Email newsletters are the new zines - exolymph
http://www.simonowens.net/email-newsletters-are-the-new-zines
======
sago
I find it amusing when folks self-describe as 'anti-establishment',
particularly journalists writing predominantly stories about journalistic and
media trends. Also interesting when articles like this are written by folks
touting their own newsletter: is 'newsletters are becoming huge' true, or
wishful thinking?

I think the comparison with zines is interesting, but a newsletter on the best
podcasts, or featuring a 'random medieval image' is not the heir to Sniffin'
Glue. Anti-Establishment, the punk ethos, youth culture, that meant something.
(Back when I were a lad, pass my slippers).

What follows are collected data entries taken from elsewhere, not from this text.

//! tickerstrip: live market ticker strip.
//!
//! Entry point. Loads configuration, initialises structured logging,
//! mounts a ticker strip against the configured market endpoint, serves
//! the dashboard, and unmounts cleanly on Ctrl+C.

use anyhow::Result;
use std::sync::Arc;
use std::time::Duration;
use tracing::{info, warn};

use tickerstrip::calendar::ExchangeCalendar;
use tickerstrip::config;
use tickerstrip::dashboard::{self, routes::DashboardState};
use tickerstrip::feed::http::HttpMarketFeed;
use tickerstrip::ticker::entry::TickerEntry;
use tickerstrip::ticker::TickerStrip;

/// How often the headless log line prints when the dashboard is off.
const LOG_INTERVAL: Duration = Duration::from_secs(30);

#[tokio::main]
async fn main() -> Result<()> {
    // Load .env file if present (non-fatal if missing)
    let _ = dotenv::dotenv();

    let config_path =
        std::env::var("TICKERSTRIP_CONFIG").unwrap_or_else(|_| "config.toml".to_string());
    let cfg = config::AppConfig::load(&config_path)?;

    init_logging();

    info!(
        endpoint = %cfg.feed.base_url,
        path = %cfg.feed.path,
        poll_secs = cfg.ticker.poll_interval_secs,
        dashboard = cfg.dashboard.enabled,
        "tickerstrip starting up"
    );

    // -- Initialise components -------------------------------------------

    let api_key = cfg.feed_api_key();
    if cfg.feed.api_key_env.is_some() && api_key.is_none() {
        warn!("Feed API key env var not set; using unauthenticated reads");
    }
    let feed = HttpMarketFeed::from_config(&cfg.feed, api_key)?;
    info!(url = %feed.url(), "Market feed configured");

    let settings = cfg.ticker.settings()?;
    let calendar = Arc::new(ExchangeCalendar::jse());
    let strip = Arc::new(TickerStrip::mount(settings, Arc::new(feed), calendar.clone()));

    let server = if cfg.dashboard.enabled {
        let state = Arc::new(DashboardState::new(strip.clone(), calendar));
        Some(dashboard::spawn_dashboard(state, cfg.dashboard.port).await?)
    } else {
        None
    };

    // -- Main loop -------------------------------------------------------

    let mut log_tick = tokio::time::interval(LOG_INTERVAL);
    let shutdown = tokio::signal::ctrl_c();
    tokio::pin!(shutdown);

    info!("Ticker running. Press Ctrl+C to stop.");

    loop {
        tokio::select! {
            _ = log_tick.tick() => {
                if server.is_none() {
                    log_strip(&strip).await;
                }
            }
            _ = &mut shutdown => {
                info!("Shutdown signal received.");
                break;
            }
        }
    }

    strip.unmount().await;
    if let Some(handle) = server {
        handle.abort();
    }
    info!("tickerstrip shut down cleanly.");

    Ok(())
}

/// Print the strip as one line per entry (headless mode).
async fn log_strip(strip: &TickerStrip) {
    let snap = strip.snapshot().await;
    info!(
        items = snap.items.len(),
        offset = format!("{:.1}", snap.offset),
        status = %snap.market_status,
        revision = snap.revision,
        "Ticker state"
    );
    for item in &snap.items {
        info!("  {}", TickerEntry::from_item(item));
    }
}

/// Initialise the `tracing` subscriber.
fn init_logging() {
    use tracing_subscriber::{fmt, EnvFilter};

    let env_filter = EnvFilter::try_from_default_env()
        .unwrap_or_else(|_| EnvFilter::new("tickerstrip=info"));

    let json_logging = std::env::var("TICKERSTRIP_LOG_JSON").is_ok();

    if json_logging {
        fmt()
            .json()
            .with_env_filter(env_filter)
            .with_target(true)
            .with_thread_ids(true)
            .init();
    } else {
        fmt()
            .with_env_filter(env_filter)
            .with_target(true)
            .init();
    }
}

The nearest I've found is Tumblr, to be honest. The porny, angry, angsty,
badly written, rapid fire, wonderfulness of that pile of zines on the record
store counter.

Having said all that, I also find newsletters interesting. But as it stands at
the moment they have a discovery problem (podcasts suffered the same way at
the start). It might be gonzo to publish without an audience, because, hell-
yeah, and stuff, but I don't see how anything but self delusion could make you
think that means you're reaching more people who are 'genuinely interested'.

I'd love to read more newsletters, but those I've been recommended are mostly
the same journalistic onanism or smug punditry. I've not found any distinct
voice that isn't amply available across the internet.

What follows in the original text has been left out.